*Work order*. Set down the lines below exactly as they stand, please. Go from the first through the one containing "if let Some(index)".

*Input records*.
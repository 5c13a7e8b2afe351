//! Waveform buffer
//!
//! `Waveform` is the boundary type of the signing pipeline: mono f32 samples
//! plus the sample rate they were captured at.

use crate::error::{MelsealError, Result};

/// Mono audio samples with their sample rate
#[derive(Debug, Clone, PartialEq)]
pub struct Waveform {
    /// Amplitude samples, nominally in -1.0..1.0
    samples: Vec<f32>,
    /// Sample rate in Hz
    sample_rate: u32,
}

impl Waveform {
    /// Create a waveform, rejecting a zero sample rate and non-finite samples
    pub fn new(samples: Vec<f32>, sample_rate: u32) -> Result<Self> {
        let waveform = Self {
            samples,
            sample_rate,
        };
        waveform.validate()?;
        Ok(waveform)
    }

    /// Create an empty waveform
    pub fn empty(sample_rate: u32) -> Result<Self> {
        Self::new(Vec::new(), sample_rate)
    }

    /// Create a silent waveform with the given duration
    pub fn silence(duration_secs: f64, sample_rate: u32) -> Self {
        let num_samples = (duration_secs * sample_rate as f64) as usize;
        Self {
            samples: vec![0.0; num_samples],
            sample_rate,
        }
    }

    /// Create a sine wave test tone
    pub fn sine_wave(frequency: f64, duration_secs: f64, sample_rate: u32) -> Self {
        let num_samples = (duration_secs * sample_rate as f64) as usize;
        let samples = (0..num_samples)
            .map(|i| {
                let t = i as f64 / sample_rate as f64;
                (2.0 * std::f64::consts::PI * frequency * t).sin() as f32
            })
            .collect();

        Self {
            samples,
            sample_rate,
        }
    }

    /// Check the waveform invariants
    ///
    /// # Errors
    /// * `InvalidSampleRate` - If the sample rate is zero
    /// * `NonFiniteSample` - If any sample is NaN or infinite
    pub fn validate(&self) -> Result<()> {
        if self.sample_rate == 0 {
            return Err(MelsealError::InvalidSampleRate {
                sample_rate: self.sample_rate,
            });
        }
        if let Some(index) = self.samples.iter().position(|s| !s.is_finite()) {
            return Err(MelsealError::NonFiniteSample { index });
        }
        Ok(())
    }

    /// Get a reference to the samples
    pub fn samples(&self) -> &[f32] {
        &self.samples
    }

    /// Get a mutable reference to the samples
    pub fn samples_mut(&mut self) -> &mut [f32] {
        &mut self.samples
    }

    /// Consume the waveform, returning its samples
    pub fn into_samples(self) -> Vec<f32> {
        self.samples
    }

    /// Get the sample rate
    pub fn sample_rate(&self) -> u32 {
        self.sample_rate
    }

    /// Number of samples
    pub fn len(&self) -> usize {
        self.samples.len()
    }

    /// True if the waveform holds no samples
    pub fn is_empty(&self) -> bool {
        self.samples.is_empty()
    }

    /// Duration in seconds
    pub fn duration_secs(&self) -> f64 {
        if self.sample_rate == 0 {
            return 0.0;
        }
        self.samples.len() as f64 / self.sample_rate as f64
    }

    /// Check if waveforms are identical (bit-perfect comparison)
    pub fn is_identical_to(&self, other: &Waveform) -> bool {
        self.sample_rate == other.sample_rate
            && self.samples.len() == other.samples.len()
            && self
                .samples
                .iter()
                .zip(other.samples.iter())
                .all(|(a, b)| a.to_bits() == b.to_bits())
    }
}
//! Mel spectrogram extraction
//!
//! Computes the mel-scaled power spectrogram that gets signed for each
//! segment. The parameters are part of the signing protocol: a signer and a
//! verifier only agree if they run the exact same transform, so every value
//! in [`MelConfig::protocol_v1`] is pinned and versioned by
//! [`FEATURE_PROTOCOL_VERSION`].
//!
//! # Transform
//! 1. Zero-pad `n_fft / 2` samples on both sides (centered frames)
//! 2. Frame with hop `hop_length`, apply a periodic Hann window
//! 3. FFT, take `|X|^power`
//! 4. Project onto Slaney-normalized triangular filters on the Slaney mel scale
//!
//! All intermediate math is f64; only the final values are rounded to f32.

use std::collections::HashMap;
use std::sync::{Arc, RwLock};

use rustfft::num_complex::Complex;
use rustfft::{Fft, FftPlannerScalar};
use serde::{Deserialize, Serialize};

use crate::dsp::features::FeatureBuffer;

/// Version of the feature transform and its byte encoding.
///
/// Bump on any change to [`MelConfig::protocol_v1`] values, the filterbank
/// construction, or the canonical byte layout.
pub const FEATURE_PROTOCOL_VERSION: u32 = 1;

/// Sample rates whose filterbanks an extractor keeps cached
pub const MAX_CACHED_FILTERBANKS: usize = 8;

// Slaney mel scale constants
const MEL_F_SP: f64 = 200.0 / 3.0;
const MEL_MIN_LOG_HZ: f64 = 1000.0;
const MEL_MIN_LOG_MEL: f64 = MEL_MIN_LOG_HZ / MEL_F_SP;

fn mel_logstep() -> f64 {
    6.4_f64.ln() / 27.0
}

/// Convert frequency in Hz to the Slaney mel scale
///
/// Linear below 1 kHz, logarithmic above.
pub fn hz_to_mel(hz: f64) -> f64 {
    if hz >= MEL_MIN_LOG_HZ {
        MEL_MIN_LOG_MEL + (hz / MEL_MIN_LOG_HZ).ln() / mel_logstep()
    } else {
        hz / MEL_F_SP
    }
}

/// Convert a Slaney mel value back to Hz
pub fn mel_to_hz(mel: f64) -> f64 {
    if mel >= MEL_MIN_LOG_MEL {
        MEL_MIN_LOG_HZ * (mel_logstep() * (mel - MEL_MIN_LOG_MEL)).exp()
    } else {
        mel * MEL_F_SP
    }
}

/// Configuration for mel spectrogram computation
#[derive(Debug, Clone, Copy, PartialEq, Serialize, Deserialize)]
pub struct MelConfig {
    /// FFT size, also the window length
    pub n_fft: usize,
    /// Hop length between frames
    pub hop_length: usize,
    /// Number of mel bands
    pub n_mels: usize,
    /// Lowest filter edge in Hz
    pub fmin: f64,
    /// Highest filter edge in Hz (defaults to Nyquist)
    pub fmax: Option<f64>,
    /// Exponent applied to the magnitude spectrum (2.0 = power)
    pub power: f64,
}

impl MelConfig {
    /// The pinned protocol parameters (version 1)
    pub const fn protocol_v1() -> Self {
        Self {
            n_fft: 2048,
            hop_length: 512,
            n_mels: 128,
            fmin: 0.0,
            fmax: None,
            power: 2.0,
        }
    }

    /// Number of FFT bins kept (DC through Nyquist)
    pub fn n_freqs(&self) -> usize {
        self.n_fft / 2 + 1
    }

    /// Number of frames produced for a segment of `num_samples`
    pub fn num_frames(&self, num_samples: usize) -> usize {
        1 + num_samples / self.hop_length.max(1)
    }
}

impl Default for MelConfig {
    fn default() -> Self {
        Self::protocol_v1()
    }
}

/// One triangular mel filter, stored sparsely from its first non-zero bin
#[derive(Debug, Clone)]
struct MelFilter {
    start: usize,
    weights: Vec<f64>,
}

/// Slaney-normalized triangular filterbank for one sample rate
#[derive(Debug, Clone)]
pub struct MelFilterbank {
    filters: Vec<MelFilter>,
    n_freqs: usize,
}

impl MelFilterbank {
    /// Build the filterbank for `sample_rate` under `config`
    pub fn new(config: &MelConfig, sample_rate: u32) -> Self {
        let n_freqs = config.n_freqs();
        let sr = sample_rate as f64;
        let fmax = config.fmax.unwrap_or(sr / 2.0);

        let fft_freqs: Vec<f64> = (0..n_freqs)
            .map(|k| k as f64 * sr / config.n_fft as f64)
            .collect();

        // n_mels + 2 edges evenly spaced in mel
        let mel_min = hz_to_mel(config.fmin);
        let mel_max = hz_to_mel(fmax);
        let edges: Vec<f64> = (0..config.n_mels + 2)
            .map(|i| {
                let mel = mel_min + (mel_max - mel_min) * i as f64 / (config.n_mels + 1) as f64;
                mel_to_hz(mel)
            })
            .collect();

        let filters = (0..config.n_mels)
            .map(|m| {
                let (lo, center, hi) = (edges[m], edges[m + 1], edges[m + 2]);
                let rise = center - lo;
                let fall = hi - center;
                if rise <= 0.0 || fall <= 0.0 {
                    return MelFilter {
                        start: 0,
                        weights: Vec::new(),
                    };
                }
                let enorm = 2.0 / (hi - lo);

                let dense: Vec<f64> = fft_freqs
                    .iter()
                    .map(|&f| {
                        let lower = (f - lo) / rise;
                        let upper = (hi - f) / fall;
                        lower.min(upper).max(0.0) * enorm
                    })
                    .collect();

                match dense.iter().position(|&w| w > 0.0) {
                    Some(start) => {
                        let end = dense.iter().rposition(|&w| w > 0.0).unwrap_or(start);
                        MelFilter {
                            start,
                            weights: dense[start..=end].to_vec(),
                        }
                    }
                    None => MelFilter {
                        start: 0,
                        weights: Vec::new(),
                    },
                }
            })
            .collect();

        Self { filters, n_freqs }
    }

    /// Number of mel bands
    pub fn n_mels(&self) -> usize {
        self.filters.len()
    }

    /// Dense weight of filter `mel` at FFT bin `bin`
    pub fn weight(&self, mel: usize, bin: usize) -> f64 {
        self.filters
            .get(mel)
            .and_then(|f| bin.checked_sub(f.start).and_then(|i| f.weights.get(i)))
            .copied()
            .unwrap_or(0.0)
    }

    /// Apply filter `mel` to one power spectrum
    fn apply(&self, mel: usize, spectrum: &[f64]) -> f64 {
        let filter = &self.filters[mel];
        filter
            .weights
            .iter()
            .zip(&spectrum[filter.start..])
            .map(|(w, s)| w * s)
            .sum()
    }
}

/// Deterministic mel spectrogram extractor
///
/// Cheap to share across threads: the FFT plan and window are immutable and
/// filterbanks are cached per sample rate behind a lock. At most
/// [`MAX_CACHED_FILTERBANKS`] rates are cached; further rates are built on
/// every call.
pub struct MelSpectrogram {
    config: MelConfig,
    window: Vec<f64>,
    fft: Arc<dyn Fft<f64>>,
    filterbanks: RwLock<HashMap<u32, Arc<MelFilterbank>>>,
}

impl std::fmt::Debug for MelSpectrogram {
    fn fmt(&self, f: &mut std::fmt::Formatter<'_>) -> std::fmt::Result {
        f.debug_struct("MelSpectrogram")
            .field("config", &self.config)
            .finish_non_exhaustive()
    }
}

impl MelSpectrogram {
    /// Create an extractor with the given configuration
    pub fn new(config: MelConfig) -> Self {
        // Scalar planner: SIMD kernels are picked per CPU and could round
        // differently on the verifying machine.
        let mut planner = FftPlannerScalar::new();
        let fft = planner.plan_fft_forward(config.n_fft);

        Self {
            window: hann_window(config.n_fft),
            config,
            fft,
            filterbanks: RwLock::new(HashMap::new()),
        }
    }

    /// Create an extractor with the pinned protocol parameters
    pub fn protocol_v1() -> Self {
        Self::new(MelConfig::protocol_v1())
    }

    /// Get the configuration
    pub fn config(&self) -> &MelConfig {
        &self.config
    }

    /// Filterbank for `sample_rate`, built on first use
    pub fn filterbank(&self, sample_rate: u32) -> Arc<MelFilterbank> {
        if let Ok(cache) = self.filterbanks.read() {
            if let Some(fb) = cache.get(&sample_rate) {
                return Arc::clone(fb);
            }
        }

        let fb = Arc::new(MelFilterbank::new(&self.config, sample_rate));
        match self.filterbanks.write() {
            Ok(mut cache) => {
                if let Some(cached) = cache.get(&sample_rate) {
                    return Arc::clone(cached);
                }
                if cache.len() < MAX_CACHED_FILTERBANKS {
                    cache.insert(sample_rate, Arc::clone(&fb));
                }
                fb
            }
            Err(_) => fb,
        }
    }

    /// Number of sample rates with a cached filterbank
    pub fn cached_filterbanks(&self) -> usize {
        self.filterbanks.read().map_or(0, |cache| cache.len())
    }

    /// Extract the mel power spectrogram of one segment
    ///
    /// Returns a buffer of shape `n_mels x (1 + len / hop_length)`. An empty
    /// segment yields a single all-zero frame.
    pub fn extract(&self, samples: &[f32], sample_rate: u32) -> FeatureBuffer {
        let n_fft = self.config.n_fft;
        let hop = self.config.hop_length.max(1);
        let n_mels = self.config.n_mels;
        let n_freqs = self.config.n_freqs();
        let pad = n_fft / 2;
        let n_frames = self.config.num_frames(samples.len());

        let filterbank = self.filterbank(sample_rate);
        let mut data = vec![0.0_f32; n_mels * n_frames];
        let mut buffer = vec![Complex::new(0.0_f64, 0.0); n_fft];
        let mut spectrum = vec![0.0_f64; n_freqs];

        for frame in 0..n_frames {
            // Frame starts at frame * hop in the padded signal
            let start = frame * hop;
            for (j, slot) in buffer.iter_mut().enumerate() {
                let sample = (start + j)
                    .checked_sub(pad)
                    .and_then(|i| samples.get(i))
                    .map_or(0.0, |&s| s as f64);
                *slot = Complex::new(sample * self.window[j], 0.0);
            }

            self.fft.process(&mut buffer);

            for (bin, power) in spectrum.iter_mut().enumerate() {
                *power = magnitude_power(buffer[bin], self.config.power);
            }

            for mel in 0..n_mels.min(filterbank.n_mels()) {
                data[mel * n_frames + frame] = filterbank.apply(mel, &spectrum) as f32;
            }
        }

        FeatureBuffer::new(data, n_mels, n_frames)
    }
}

impl Default for MelSpectrogram {
    fn default() -> Self {
        Self::protocol_v1()
    }
}

fn magnitude_power(value: Complex<f64>, power: f64) -> f64 {
    if power == 2.0 {
        value.norm_sqr()
    } else if power == 1.0 {
        value.norm()
    } else {
        value.norm().powf(power)
    }
}

/// Periodic Hann window (the DFT-even form used for spectral analysis)
fn hann_window(size: usize) -> Vec<f64> {
    (0..size)
        .map(|n| 0.5 - 0.5 * (2.0 * std::f64::consts::PI * n as f64 / size as f64).cos())
        .collect()
}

*Response to this exercise*.
repository 5c13a7e8b2afe351
//! Waveform buffer
//!
//! `Waveform` is the boundary type of the signing pipeline: mono f32 samples
//! plus the sample rate they were captured at.

use crate::error::{MelsealError, Result};

/// Mono audio samples with their sample rate
#[derive(Debug, Clone, PartialEq)]
pub struct Waveform {
    /// Amplitude samples, nominally in -1.0..1.0
    samples: Vec<f32>,
    /// Sample rate in Hz
    sample_rate: u32,
}

impl Waveform {
    /// Create a waveform, rejecting a zero sample rate and non-finite samples
    pub fn new(samples: Vec<f32>, sample_rate: u32) -> Result<Self> {
        let waveform = Self {
            samples,
            sample_rate,
        };
        waveform.validate()?;
        Ok(waveform)
    }

    /// Create an empty waveform
    pub fn empty(sample_rate: u32) -> Result<Self> {
        Self::new(Vec::new(), sample_rate)
    }

    /// Create a silent waveform with the given duration
    pub fn silence(duration_secs: f64, sample_rate: u32) -> Self {
        let num_samples = (duration_secs * sample_rate as f64) as usize;
        Self {
            samples: vec![0.0; num_samples],
            sample_rate,
        }
    }

    /// Create a sine wave test tone
    pub fn sine_wave(frequency: f64, duration_secs: f64, sample_rate: u32) -> Self {
        let num_samples = (duration_secs * sample_rate as f64) as usize;
        let samples = (0..num_samples)
            .map(|i| {
                let t = i as f64 / sample_rate as f64;
                (2.0 * std::f64::consts::PI * frequency * t).sin() as f32
            })
            .collect();

        Self {
            samples,
            sample_rate,
        }
    }

    /// Check the waveform invariants
    ///
    /// # Errors
    /// * `InvalidSampleRate` - If the sample rate is zero
    /// * `NonFiniteSample` - If any sample is NaN or infinite
    pub fn validate(&self) -> Result<()> {
        if self.sample_rate == 0 {
            return Err(MelsealError::InvalidSampleRate {
                sample_rate: self.sample_rate,
            });
        }
        if let Some(index) = self.samples.iter().position(|s| !s.is_finite()) {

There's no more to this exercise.